Data for this exercise:
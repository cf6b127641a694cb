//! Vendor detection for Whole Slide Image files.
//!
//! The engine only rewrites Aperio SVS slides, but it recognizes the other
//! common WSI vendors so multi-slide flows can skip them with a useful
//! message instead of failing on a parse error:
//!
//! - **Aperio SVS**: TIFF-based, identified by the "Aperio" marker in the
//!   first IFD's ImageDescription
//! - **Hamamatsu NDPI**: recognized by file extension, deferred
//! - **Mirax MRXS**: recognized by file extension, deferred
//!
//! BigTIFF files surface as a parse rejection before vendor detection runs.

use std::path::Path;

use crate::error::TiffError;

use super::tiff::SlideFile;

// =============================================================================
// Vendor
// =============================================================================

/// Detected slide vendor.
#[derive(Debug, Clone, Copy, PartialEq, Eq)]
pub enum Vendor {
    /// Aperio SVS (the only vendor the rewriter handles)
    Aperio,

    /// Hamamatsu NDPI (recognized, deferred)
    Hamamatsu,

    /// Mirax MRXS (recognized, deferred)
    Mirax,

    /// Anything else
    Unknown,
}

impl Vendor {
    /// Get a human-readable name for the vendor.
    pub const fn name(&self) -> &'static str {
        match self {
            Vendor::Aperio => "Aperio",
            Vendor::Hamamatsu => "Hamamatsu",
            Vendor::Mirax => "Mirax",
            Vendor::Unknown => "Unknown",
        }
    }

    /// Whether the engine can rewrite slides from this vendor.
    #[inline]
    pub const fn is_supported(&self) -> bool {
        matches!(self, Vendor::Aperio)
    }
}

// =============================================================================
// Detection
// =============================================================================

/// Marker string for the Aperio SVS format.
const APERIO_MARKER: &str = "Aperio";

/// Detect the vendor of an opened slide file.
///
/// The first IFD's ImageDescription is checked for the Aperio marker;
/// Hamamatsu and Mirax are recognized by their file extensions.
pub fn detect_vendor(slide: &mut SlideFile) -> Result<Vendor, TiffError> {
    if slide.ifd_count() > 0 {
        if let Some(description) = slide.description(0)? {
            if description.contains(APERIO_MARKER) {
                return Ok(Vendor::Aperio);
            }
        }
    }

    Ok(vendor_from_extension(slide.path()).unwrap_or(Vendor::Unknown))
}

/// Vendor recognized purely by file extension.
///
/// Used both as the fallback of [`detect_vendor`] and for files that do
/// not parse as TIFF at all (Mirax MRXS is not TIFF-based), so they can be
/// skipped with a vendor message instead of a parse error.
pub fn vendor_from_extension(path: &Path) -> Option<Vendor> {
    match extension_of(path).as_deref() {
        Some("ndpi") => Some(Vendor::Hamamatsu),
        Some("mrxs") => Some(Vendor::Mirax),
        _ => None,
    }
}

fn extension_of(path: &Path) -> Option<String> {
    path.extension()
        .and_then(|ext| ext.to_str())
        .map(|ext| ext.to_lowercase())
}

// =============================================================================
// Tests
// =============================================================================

* * *

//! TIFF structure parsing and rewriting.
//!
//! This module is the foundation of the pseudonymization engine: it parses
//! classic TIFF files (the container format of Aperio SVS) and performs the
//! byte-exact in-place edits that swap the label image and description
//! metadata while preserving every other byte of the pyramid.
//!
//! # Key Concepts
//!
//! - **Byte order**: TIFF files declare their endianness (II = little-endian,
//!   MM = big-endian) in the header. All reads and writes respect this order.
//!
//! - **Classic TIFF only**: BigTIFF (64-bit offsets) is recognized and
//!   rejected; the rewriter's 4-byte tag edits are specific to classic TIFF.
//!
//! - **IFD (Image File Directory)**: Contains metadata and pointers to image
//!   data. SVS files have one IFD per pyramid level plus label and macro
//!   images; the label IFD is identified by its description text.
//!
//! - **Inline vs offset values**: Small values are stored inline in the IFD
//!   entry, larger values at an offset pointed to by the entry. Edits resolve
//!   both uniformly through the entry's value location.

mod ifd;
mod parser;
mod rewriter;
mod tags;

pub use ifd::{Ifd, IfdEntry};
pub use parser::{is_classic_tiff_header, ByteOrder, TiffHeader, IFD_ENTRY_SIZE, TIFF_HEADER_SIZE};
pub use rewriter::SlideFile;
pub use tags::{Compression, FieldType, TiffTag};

Description of the task: Looking back over the data above, restate word for word the lines that begin at the line with "repository cf6b127641a694cb" and end at the line with "NDPI**: recognized by file extension, deferred", inclusive.

Written solution:
repository cf6b127641a694cb
//! Vendor detection for Whole Slide Image files.
//!
//! The engine only rewrites Aperio SVS slides, but it recognizes the other
//! common WSI vendors so multi-slide flows can skip them with a useful
//! message instead of failing on a parse error:
//!
//! - **Aperio SVS**: TIFF-based, identified by the "Aperio" marker in the
//!   first IFD's ImageDescription
//! - **Hamamatsu NDPI**: recognized by file extension, deferred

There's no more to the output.